• TASK DIRECTIONS: In the listing that follows, the range to quote begins at the line that has "filename src/domain/tracking/aspiration.rs" and ends after the line that has "pub enum ProgressInput"; quote it verbatim and add nothing.

··· RECORDS TO PROCESS ···

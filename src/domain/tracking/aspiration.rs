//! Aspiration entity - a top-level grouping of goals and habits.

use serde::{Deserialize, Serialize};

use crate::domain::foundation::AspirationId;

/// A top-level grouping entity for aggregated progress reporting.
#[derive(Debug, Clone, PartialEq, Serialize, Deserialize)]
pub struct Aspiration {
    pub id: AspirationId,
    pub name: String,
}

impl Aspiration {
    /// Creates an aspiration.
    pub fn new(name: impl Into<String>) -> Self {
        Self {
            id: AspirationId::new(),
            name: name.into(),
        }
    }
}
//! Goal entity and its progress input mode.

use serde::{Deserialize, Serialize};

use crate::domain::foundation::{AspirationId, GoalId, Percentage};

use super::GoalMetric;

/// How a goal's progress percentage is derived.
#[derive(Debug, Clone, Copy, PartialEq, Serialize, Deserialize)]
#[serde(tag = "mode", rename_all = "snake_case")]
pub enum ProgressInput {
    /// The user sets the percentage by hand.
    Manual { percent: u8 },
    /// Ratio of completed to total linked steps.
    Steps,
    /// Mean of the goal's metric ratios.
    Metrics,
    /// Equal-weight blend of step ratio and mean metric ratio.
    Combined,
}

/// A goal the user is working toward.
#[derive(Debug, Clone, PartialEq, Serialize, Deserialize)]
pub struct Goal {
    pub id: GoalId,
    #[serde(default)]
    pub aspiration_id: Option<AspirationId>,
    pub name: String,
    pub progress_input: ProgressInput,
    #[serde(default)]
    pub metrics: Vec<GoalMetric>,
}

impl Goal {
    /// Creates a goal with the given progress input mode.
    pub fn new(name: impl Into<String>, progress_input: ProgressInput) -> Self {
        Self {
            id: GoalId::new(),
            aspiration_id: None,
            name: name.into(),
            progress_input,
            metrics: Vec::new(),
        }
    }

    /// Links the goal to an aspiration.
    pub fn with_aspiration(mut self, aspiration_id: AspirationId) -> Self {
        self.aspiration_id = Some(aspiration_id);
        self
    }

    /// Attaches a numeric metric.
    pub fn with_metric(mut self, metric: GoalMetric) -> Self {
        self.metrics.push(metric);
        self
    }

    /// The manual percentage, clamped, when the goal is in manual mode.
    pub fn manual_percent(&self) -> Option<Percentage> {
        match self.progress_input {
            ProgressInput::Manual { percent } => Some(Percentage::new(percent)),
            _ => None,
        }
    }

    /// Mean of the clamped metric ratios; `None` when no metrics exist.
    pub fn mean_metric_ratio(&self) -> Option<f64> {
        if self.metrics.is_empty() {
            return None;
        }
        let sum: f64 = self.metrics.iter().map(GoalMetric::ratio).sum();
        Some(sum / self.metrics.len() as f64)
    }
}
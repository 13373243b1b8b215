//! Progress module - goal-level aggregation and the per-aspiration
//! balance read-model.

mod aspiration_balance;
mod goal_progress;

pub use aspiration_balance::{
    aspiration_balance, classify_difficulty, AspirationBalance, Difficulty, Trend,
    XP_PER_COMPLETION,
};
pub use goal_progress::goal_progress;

···
··· RECORDS TO PROCESS ···

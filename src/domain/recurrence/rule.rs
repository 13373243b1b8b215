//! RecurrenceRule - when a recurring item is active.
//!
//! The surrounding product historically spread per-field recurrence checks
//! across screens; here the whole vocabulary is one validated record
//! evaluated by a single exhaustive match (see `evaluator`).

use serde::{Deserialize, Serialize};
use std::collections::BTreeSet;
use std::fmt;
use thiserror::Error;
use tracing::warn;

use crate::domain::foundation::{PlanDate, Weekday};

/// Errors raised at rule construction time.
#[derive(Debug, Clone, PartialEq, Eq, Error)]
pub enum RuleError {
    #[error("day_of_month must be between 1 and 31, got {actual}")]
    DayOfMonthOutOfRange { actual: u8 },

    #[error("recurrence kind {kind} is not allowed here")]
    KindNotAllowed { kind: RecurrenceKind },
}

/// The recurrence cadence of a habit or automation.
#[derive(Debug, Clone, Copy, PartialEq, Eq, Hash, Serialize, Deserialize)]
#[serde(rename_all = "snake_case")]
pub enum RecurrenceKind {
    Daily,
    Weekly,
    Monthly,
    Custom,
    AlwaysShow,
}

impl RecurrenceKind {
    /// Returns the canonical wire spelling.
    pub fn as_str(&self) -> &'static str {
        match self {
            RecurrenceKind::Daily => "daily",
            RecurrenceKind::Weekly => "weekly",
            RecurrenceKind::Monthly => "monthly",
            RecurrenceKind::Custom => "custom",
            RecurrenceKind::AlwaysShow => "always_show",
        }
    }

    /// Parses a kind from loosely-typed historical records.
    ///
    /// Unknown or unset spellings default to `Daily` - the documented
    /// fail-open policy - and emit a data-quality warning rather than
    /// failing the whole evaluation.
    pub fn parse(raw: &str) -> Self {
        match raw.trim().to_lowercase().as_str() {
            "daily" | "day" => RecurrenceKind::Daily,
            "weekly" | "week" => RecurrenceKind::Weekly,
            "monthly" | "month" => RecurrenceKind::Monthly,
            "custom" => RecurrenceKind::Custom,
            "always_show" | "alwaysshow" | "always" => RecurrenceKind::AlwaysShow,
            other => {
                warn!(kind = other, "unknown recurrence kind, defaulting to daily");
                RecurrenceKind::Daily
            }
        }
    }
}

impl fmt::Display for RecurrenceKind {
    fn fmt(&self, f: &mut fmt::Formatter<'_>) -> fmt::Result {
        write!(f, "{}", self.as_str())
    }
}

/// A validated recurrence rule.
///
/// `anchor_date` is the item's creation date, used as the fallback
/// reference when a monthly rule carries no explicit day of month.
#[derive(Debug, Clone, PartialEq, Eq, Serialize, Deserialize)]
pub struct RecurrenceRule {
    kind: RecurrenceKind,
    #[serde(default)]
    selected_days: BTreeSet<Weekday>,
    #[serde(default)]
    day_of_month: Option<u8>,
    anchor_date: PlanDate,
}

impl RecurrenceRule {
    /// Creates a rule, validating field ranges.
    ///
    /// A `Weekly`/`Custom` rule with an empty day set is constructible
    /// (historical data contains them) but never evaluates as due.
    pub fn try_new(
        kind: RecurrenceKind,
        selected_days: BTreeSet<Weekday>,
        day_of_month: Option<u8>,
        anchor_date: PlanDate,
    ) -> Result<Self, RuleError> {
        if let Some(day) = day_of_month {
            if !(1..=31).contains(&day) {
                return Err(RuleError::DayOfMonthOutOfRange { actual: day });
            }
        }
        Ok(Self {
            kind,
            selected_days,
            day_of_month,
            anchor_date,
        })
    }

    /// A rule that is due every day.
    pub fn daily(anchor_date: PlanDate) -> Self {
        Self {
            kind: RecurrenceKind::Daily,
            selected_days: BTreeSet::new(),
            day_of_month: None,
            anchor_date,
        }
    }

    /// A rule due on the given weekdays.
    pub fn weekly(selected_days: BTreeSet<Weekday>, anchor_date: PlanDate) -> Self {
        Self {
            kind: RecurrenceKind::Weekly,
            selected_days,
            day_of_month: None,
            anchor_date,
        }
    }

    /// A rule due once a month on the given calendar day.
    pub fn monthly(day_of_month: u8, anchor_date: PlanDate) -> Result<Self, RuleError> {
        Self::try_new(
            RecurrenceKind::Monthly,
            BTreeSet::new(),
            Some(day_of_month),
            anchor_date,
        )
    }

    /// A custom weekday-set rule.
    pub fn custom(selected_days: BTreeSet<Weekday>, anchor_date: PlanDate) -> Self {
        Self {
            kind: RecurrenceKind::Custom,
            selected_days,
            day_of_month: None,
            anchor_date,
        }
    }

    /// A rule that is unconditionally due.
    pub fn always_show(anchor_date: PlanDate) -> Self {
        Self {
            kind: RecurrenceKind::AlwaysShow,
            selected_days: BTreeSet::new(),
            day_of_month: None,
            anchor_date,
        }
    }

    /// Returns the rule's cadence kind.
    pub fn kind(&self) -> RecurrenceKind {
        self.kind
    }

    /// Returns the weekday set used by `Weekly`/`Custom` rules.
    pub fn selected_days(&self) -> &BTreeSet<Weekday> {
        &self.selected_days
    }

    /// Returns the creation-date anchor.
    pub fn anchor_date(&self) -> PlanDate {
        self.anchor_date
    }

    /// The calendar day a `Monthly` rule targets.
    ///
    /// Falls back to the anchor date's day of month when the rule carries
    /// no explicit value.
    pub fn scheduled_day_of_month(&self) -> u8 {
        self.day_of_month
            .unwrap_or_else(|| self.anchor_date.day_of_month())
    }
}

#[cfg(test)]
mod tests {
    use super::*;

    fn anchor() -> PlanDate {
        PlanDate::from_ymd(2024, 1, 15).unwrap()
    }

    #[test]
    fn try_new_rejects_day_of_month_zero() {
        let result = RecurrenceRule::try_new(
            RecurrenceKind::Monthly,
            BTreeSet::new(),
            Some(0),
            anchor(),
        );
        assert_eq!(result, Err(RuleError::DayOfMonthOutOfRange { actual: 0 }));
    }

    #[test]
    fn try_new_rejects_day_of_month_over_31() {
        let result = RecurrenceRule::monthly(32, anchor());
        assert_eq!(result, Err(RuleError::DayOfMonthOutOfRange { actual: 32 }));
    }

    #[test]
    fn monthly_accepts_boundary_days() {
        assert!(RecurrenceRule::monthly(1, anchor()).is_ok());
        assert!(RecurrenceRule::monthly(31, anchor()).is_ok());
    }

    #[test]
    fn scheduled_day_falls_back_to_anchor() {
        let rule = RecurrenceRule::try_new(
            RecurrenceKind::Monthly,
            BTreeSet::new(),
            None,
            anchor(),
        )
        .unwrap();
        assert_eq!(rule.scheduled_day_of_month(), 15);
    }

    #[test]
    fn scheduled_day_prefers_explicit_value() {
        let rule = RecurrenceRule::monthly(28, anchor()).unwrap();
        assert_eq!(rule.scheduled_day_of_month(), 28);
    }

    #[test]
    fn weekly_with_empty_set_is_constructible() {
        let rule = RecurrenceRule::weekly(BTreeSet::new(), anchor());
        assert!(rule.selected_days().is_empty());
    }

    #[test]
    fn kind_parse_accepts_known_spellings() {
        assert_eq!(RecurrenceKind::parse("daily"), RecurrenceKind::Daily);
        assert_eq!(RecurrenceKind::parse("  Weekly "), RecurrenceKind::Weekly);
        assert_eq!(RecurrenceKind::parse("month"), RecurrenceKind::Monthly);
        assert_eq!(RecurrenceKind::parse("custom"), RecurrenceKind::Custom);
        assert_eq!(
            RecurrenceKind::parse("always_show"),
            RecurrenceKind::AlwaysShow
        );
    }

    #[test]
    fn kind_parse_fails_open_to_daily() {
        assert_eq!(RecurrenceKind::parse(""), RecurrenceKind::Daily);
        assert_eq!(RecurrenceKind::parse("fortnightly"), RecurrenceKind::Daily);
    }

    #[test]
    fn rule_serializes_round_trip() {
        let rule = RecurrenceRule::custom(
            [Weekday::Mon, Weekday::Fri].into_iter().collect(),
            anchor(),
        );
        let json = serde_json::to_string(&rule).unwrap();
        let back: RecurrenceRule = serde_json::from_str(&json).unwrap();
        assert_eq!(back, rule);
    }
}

···

• THE ANSWER:
filename src/domain/tracking/aspiration.rs
//! Aspiration entity - a top-level grouping of goals and habits.

use serde::{Deserialize, Serialize};

use crate::domain::foundation::AspirationId;

/// A top-level grouping entity for aggregated progress reporting.
#[derive(Debug, Clone, PartialEq, Serialize, Deserialize)]
pub struct Aspiration {
    pub id: AspirationId,
    pub name: String,
}

impl Aspiration {
    /// Creates an aspiration.
    pub fn new(name: impl Into<String>) -> Self {
        Self {
            id: AspirationId::new(),
            name: name.into(),
        }
    }
}
//! Goal entity and its progress input mode.

use serde::{Deserialize, Serialize};

use crate::domain::foundation::{AspirationId, GoalId, Percentage};

use super::GoalMetric;

/// How a goal's progress percentage is derived.
#[derive(Debug, Clone, Copy, PartialEq, Serialize, Deserialize)]
#[serde(tag = "mode", rename_all = "snake_case")]
pub enum ProgressInput {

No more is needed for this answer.